Search the records for the word "iter". Copy every line where it appears.

===== Data supplied

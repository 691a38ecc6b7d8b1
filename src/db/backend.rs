//! Per-engine capabilities consumed by the connection, cursor and scanner.
//!
//! Every engine runs on its own concrete `sqlx` driver (no `AnyPool`), so
//! each implementation below only wires the shared executor plumbing to that
//! engine's parameter binder and text renderer.

use crate::db::params::{bind_mysql_param, bind_postgres_param, bind_sqlite_param};
use crate::db::types;
use crate::models::{DatabaseType, ExecResult, QueryParam};
use futures_util::future::BoxFuture;
use futures_util::stream::BoxStream;
use sqlx::query::Query;
use sqlx::{Database, Either, Executor, IntoArguments, MySql, Pool, Postgres, Sqlite};

/// Raw multi-result-set stream: `Right` carries a row, `Left` ends one statement.
pub type RowStream<'e, DB> = BoxStream<
    'e,
    Result<Either<<DB as Database>::QueryResult, <DB as Database>::Row>, sqlx::Error>,
>;

type Binder<'q, DB> = fn(
    Query<'q, DB, <DB as Database>::Arguments<'q>>,
    &'q QueryParam,
) -> Query<'q, DB, <DB as Database>::Arguments<'q>>;

/// A database engine usable behind [`Conn`](crate::db::Conn).
pub trait Backend: Database {
    const KIND: DatabaseType;

    /// Stream all result sets of `sql` on a pooled connection.
    fn fetch_pool<'e>(
        pool: &'e Pool<Self>,
        sql: &'e str,
        params: &'e [QueryParam],
    ) -> RowStream<'e, Self>;

    /// Stream all result sets of `sql` on a dedicated connection.
    fn fetch_conn<'e>(
        conn: &'e mut Self::Connection,
        sql: &'e str,
        params: &'e [QueryParam],
    ) -> RowStream<'e, Self>;

    fn execute_pool<'e>(
        pool: &'e Pool<Self>,
        sql: &'e str,
        params: &'e [QueryParam],
    ) -> BoxFuture<'e, Result<Self::QueryResult, sqlx::Error>>;

    fn execute_conn<'e>(
        conn: &'e mut Self::Connection,
        sql: &'e str,
        params: &'e [QueryParam],
    ) -> BoxFuture<'e, Result<Self::QueryResult, sqlx::Error>>;

    fn exec_result(result: &Self::QueryResult) -> ExecResult;

    /// Native textual rendering of one column; `None` for SQL NULL.
    fn column_text(row: &Self::Row, idx: usize) -> Result<Option<String>, sqlx::Error>;
}

// Without parameters the statement goes out unprepared, which is what lets a
// single call carry several statements on MySQL and PostgreSQL.
fn fetch_with<'e, DB, E>(
    executor: E,
    sql: &'e str,
    params: &'e [QueryParam],
    bind: Binder<'e, DB>,
) -> RowStream<'e, DB>
where
    DB: Database,
    E: Executor<'e, Database = DB> + 'e,
    <DB as Database>::Arguments<'e>: IntoArguments<'e, DB>,
{
    if params.is_empty() {
        executor.fetch_many(sql)
    } else {
        executor.fetch_many(params.iter().fold(sqlx::query(sql), bind))
    }
}

fn execute_with<'e, DB, E>(
    executor: E,
    sql: &'e str,
    params: &'e [QueryParam],
    bind: Binder<'e, DB>,
) -> BoxFuture<'e, Result<DB::QueryResult, sqlx::Error>>
where
    DB: Database,
    E: Executor<'e, Database = DB> + 'e,
    <DB as Database>::Arguments<'e>: IntoArguments<'e, DB>,
{
    if params.is_empty() {
        executor.execute(sql)
    } else {
        executor.execute(params.iter().fold(sqlx::query(sql), bind))
    }
}

/// Zero means the connection has not generated an id.
fn insert_id(id: i64) -> Option<i64> {
    (id != 0).then_some(id)
}

impl Backend for MySql {
    const KIND: DatabaseType = DatabaseType::MySQL;

    fn fetch_pool<'e>(
        pool: &'e Pool<Self>,
        sql: &'e str,
        params: &'e [QueryParam],
    ) -> RowStream<'e, Self> {
        fetch_with(pool, sql, params, bind_mysql_param)
    }

    fn fetch_conn<'e>(
        conn: &'e mut Self::Connection,
        sql: &'e str,
        params: &'e [QueryParam],
    ) -> RowStream<'e, Self> {
        fetch_with(conn, sql, params, bind_mysql_param)
    }

    fn execute_pool<'e>(
        pool: &'e Pool<Self>,
        sql: &'e str,
        params: &'e [QueryParam],
    ) -> BoxFuture<'e, Result<Self::QueryResult, sqlx::Error>> {
        execute_with(pool, sql, params, bind_mysql_param)
    }

    fn execute_conn<'e>(
        conn: &'e mut Self::Connection,
        sql: &'e str,
        params: &'e [QueryParam],
    ) -> BoxFuture<'e, Result<Self::QueryResult, sqlx::Error>> {
        execute_with(conn, sql, params, bind_mysql_param)
    }

    fn exec_result(result: &Self::QueryResult) -> ExecResult {
        ExecResult {
            rows_affected: result.rows_affected(),
            last_insert_id: i64::try_from(result.last_insert_id())
                .ok()
                .and_then(insert_id),
        }
    }

    fn column_text(row: &Self::Row, idx: usize) -> Result<Option<String>, sqlx::Error> {
        types::mysql::column_text(row, idx)
    }
}

impl Backend for Postgres {
    const KIND: DatabaseType = DatabaseType::PostgreSQL;

    fn fetch_pool<'e>(
        pool: &'e Pool<Self>,
        sql: &'e str,
        params: &'e [QueryParam],
    ) -> RowStream<'e, Self> {
        fetch_with(pool, sql, params, bind_postgres_param)
    }

    fn fetch_conn<'e>(
        conn: &'e mut Self::Connection,
        sql: &'e str,
        params: &'e [QueryParam],
    ) -> RowStream<'e, Self> {
        fetch_with(conn, sql, params, bind_postgres_param)
    }

    fn execute_pool<'e>(
        pool: &'e Pool<Self>,
        sql: &'e str,
        params: &'e [QueryParam],
    ) -> BoxFuture<'e, Result<Self::QueryResult, sqlx::Error>> {
        execute_with(pool, sql, params, bind_postgres_param)
    }

    fn execute_conn<'e>(
        conn: &'e mut Self::Connection,
        sql: &'e str,
        params: &'e [QueryParam],
    ) -> BoxFuture<'e, Result<Self::QueryResult, sqlx::Error>> {
        execute_with(conn, sql, params, bind_postgres_param)
    }

    fn exec_result(result: &Self::QueryResult) -> ExecResult {
        ExecResult {
            rows_affected: result.rows_affected(),
            last_insert_id: None,
        }
    }

    fn column_text(row: &Self::Row, idx: usize) -> Result<Option<String>, sqlx::Error> {
        types::postgres::column_text(row, idx)
    }
}

impl Backend for Sqlite {
    const KIND: DatabaseType = DatabaseType::SQLite;

    fn fetch_pool<'e>(
        pool: &'e Pool<Self>,
        sql: &'e str,
        params: &'e [QueryParam],
    ) -> RowStream<'e, Self> {
        fetch_with(pool, sql, params, bind_sqlite_param)
    }

    fn fetch_conn<'e>(
        conn: &'e mut Self::Connection,
        sql: &'e str,
        params: &'e [QueryParam],
    ) -> RowStream<'e, Self> {
        fetch_with(conn, sql, params, bind_sqlite_param)
    }

    fn execute_pool<'e>(
        pool: &'e Pool<Self>,
        sql: &'e str,
        params: &'e [QueryParam],
    ) -> BoxFuture<'e, Result<Self::QueryResult, sqlx::Error>> {
        execute_with(pool, sql, params, bind_sqlite_param)
    }

    fn execute_conn<'e>(
        conn: &'e mut Self::Connection,
        sql: &'e str,
        params: &'e [QueryParam],
    ) -> BoxFuture<'e, Result<Self::QueryResult, sqlx::Error>> {
        execute_with(conn, sql, params, bind_sqlite_param)
    }

    fn exec_result(result: &Self::QueryResult) -> ExecResult {
        ExecResult {
            rows_affected: result.rows_affected(),
            last_insert_id: insert_id(result.last_insert_rowid()),
        }
    }

    fn column_text(row: &Self::Row, idx: usize) -> Result<Option<String>, sqlx::Error> {
        types::sqlite::column_text(row, idx)
    }
}

#[cfg(test)]
mod tests {
    use super::*;

    #[test]
    fn test_backend_kinds() {
        assert_eq!(<MySql as Backend>::KIND, DatabaseType::MySQL);
        assert_eq!(<Postgres as Backend>::KIND, DatabaseType::PostgreSQL);
        assert_eq!(<Sqlite as Backend>::KIND, DatabaseType::SQLite);
    }

    #[test]
    fn test_insert_id_zero_is_none() {
        assert_eq!(insert_id(0), None);
        assert_eq!(insert_id(7), Some(7));
    }
}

==========

▶ _Completed task_:
        executor.fetch_many(params.iter().fold(sqlx::query(sql), bind))
        executor.execute(params.iter().fold(sqlx::query(sql), bind))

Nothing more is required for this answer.